Extracted material

────────

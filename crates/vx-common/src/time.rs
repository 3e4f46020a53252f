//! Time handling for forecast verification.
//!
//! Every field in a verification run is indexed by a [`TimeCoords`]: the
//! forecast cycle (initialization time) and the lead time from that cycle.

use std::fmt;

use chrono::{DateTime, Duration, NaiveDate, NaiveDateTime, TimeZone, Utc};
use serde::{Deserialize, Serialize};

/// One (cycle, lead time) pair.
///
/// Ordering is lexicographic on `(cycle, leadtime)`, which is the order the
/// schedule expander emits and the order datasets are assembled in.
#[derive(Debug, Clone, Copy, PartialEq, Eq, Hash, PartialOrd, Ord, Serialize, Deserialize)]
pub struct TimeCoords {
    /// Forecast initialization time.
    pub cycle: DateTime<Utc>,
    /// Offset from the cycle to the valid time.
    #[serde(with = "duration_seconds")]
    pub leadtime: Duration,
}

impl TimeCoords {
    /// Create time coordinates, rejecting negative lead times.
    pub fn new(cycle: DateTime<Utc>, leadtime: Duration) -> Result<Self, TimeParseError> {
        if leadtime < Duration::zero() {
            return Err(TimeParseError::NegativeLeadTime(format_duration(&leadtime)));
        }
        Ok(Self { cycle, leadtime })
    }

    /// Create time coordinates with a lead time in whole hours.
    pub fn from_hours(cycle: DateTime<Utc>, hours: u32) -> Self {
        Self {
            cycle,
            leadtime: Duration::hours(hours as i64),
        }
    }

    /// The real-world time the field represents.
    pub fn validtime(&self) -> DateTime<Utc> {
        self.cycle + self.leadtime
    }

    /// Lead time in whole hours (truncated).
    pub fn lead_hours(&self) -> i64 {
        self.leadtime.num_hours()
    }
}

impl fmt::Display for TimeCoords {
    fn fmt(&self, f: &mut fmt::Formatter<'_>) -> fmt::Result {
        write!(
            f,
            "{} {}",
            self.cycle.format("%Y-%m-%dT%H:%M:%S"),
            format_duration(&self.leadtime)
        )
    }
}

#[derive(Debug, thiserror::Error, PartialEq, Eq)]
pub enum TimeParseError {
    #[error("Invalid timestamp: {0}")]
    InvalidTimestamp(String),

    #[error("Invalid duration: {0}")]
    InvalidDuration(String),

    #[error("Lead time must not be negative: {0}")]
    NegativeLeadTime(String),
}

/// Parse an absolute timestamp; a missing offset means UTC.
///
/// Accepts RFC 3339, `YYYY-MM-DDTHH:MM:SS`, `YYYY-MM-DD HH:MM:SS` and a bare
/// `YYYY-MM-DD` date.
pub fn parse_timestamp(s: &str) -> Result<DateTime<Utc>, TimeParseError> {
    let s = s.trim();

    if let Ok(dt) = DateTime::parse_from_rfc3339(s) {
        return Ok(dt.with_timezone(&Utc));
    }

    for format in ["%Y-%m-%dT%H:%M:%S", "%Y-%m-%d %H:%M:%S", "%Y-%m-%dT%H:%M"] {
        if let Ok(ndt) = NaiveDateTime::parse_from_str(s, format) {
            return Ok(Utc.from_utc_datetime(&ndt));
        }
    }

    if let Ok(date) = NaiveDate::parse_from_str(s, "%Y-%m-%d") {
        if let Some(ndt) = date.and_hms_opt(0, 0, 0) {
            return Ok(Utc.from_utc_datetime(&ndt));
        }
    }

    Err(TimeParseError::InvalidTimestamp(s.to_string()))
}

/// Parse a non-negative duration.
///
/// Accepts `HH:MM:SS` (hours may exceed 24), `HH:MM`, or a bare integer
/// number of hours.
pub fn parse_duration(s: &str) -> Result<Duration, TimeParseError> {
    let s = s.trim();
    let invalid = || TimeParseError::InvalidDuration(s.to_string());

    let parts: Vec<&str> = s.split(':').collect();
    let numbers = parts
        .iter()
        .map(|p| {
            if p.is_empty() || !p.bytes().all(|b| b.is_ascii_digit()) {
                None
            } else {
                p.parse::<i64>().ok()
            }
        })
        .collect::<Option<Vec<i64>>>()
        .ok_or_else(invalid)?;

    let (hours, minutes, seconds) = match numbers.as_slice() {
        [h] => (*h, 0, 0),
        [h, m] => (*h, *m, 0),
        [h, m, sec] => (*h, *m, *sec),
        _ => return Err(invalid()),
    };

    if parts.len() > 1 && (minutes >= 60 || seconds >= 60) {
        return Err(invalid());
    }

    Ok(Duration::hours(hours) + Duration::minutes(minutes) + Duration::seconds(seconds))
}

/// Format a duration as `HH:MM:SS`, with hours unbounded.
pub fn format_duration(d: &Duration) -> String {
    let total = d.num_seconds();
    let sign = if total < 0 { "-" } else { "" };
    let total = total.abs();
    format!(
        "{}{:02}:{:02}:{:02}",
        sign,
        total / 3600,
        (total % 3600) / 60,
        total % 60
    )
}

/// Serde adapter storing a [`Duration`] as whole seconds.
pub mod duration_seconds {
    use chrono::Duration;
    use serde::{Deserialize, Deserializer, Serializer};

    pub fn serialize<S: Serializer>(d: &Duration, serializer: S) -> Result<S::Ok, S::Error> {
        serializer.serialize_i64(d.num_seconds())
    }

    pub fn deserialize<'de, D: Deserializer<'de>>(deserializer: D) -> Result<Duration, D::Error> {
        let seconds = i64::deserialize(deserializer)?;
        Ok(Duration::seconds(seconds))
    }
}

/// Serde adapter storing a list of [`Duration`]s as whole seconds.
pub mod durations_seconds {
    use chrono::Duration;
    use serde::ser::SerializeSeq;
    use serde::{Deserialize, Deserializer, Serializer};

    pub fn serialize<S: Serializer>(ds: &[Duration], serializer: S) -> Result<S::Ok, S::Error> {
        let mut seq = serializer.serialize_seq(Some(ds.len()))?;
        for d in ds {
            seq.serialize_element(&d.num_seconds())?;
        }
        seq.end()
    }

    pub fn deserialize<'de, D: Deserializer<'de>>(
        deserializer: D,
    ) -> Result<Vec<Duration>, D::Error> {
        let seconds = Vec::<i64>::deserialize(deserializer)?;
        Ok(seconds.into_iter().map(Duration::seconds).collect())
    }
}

────────

Required action
What is the number of lines above that contain the word "impl"? Answer with that number only.

Task response
2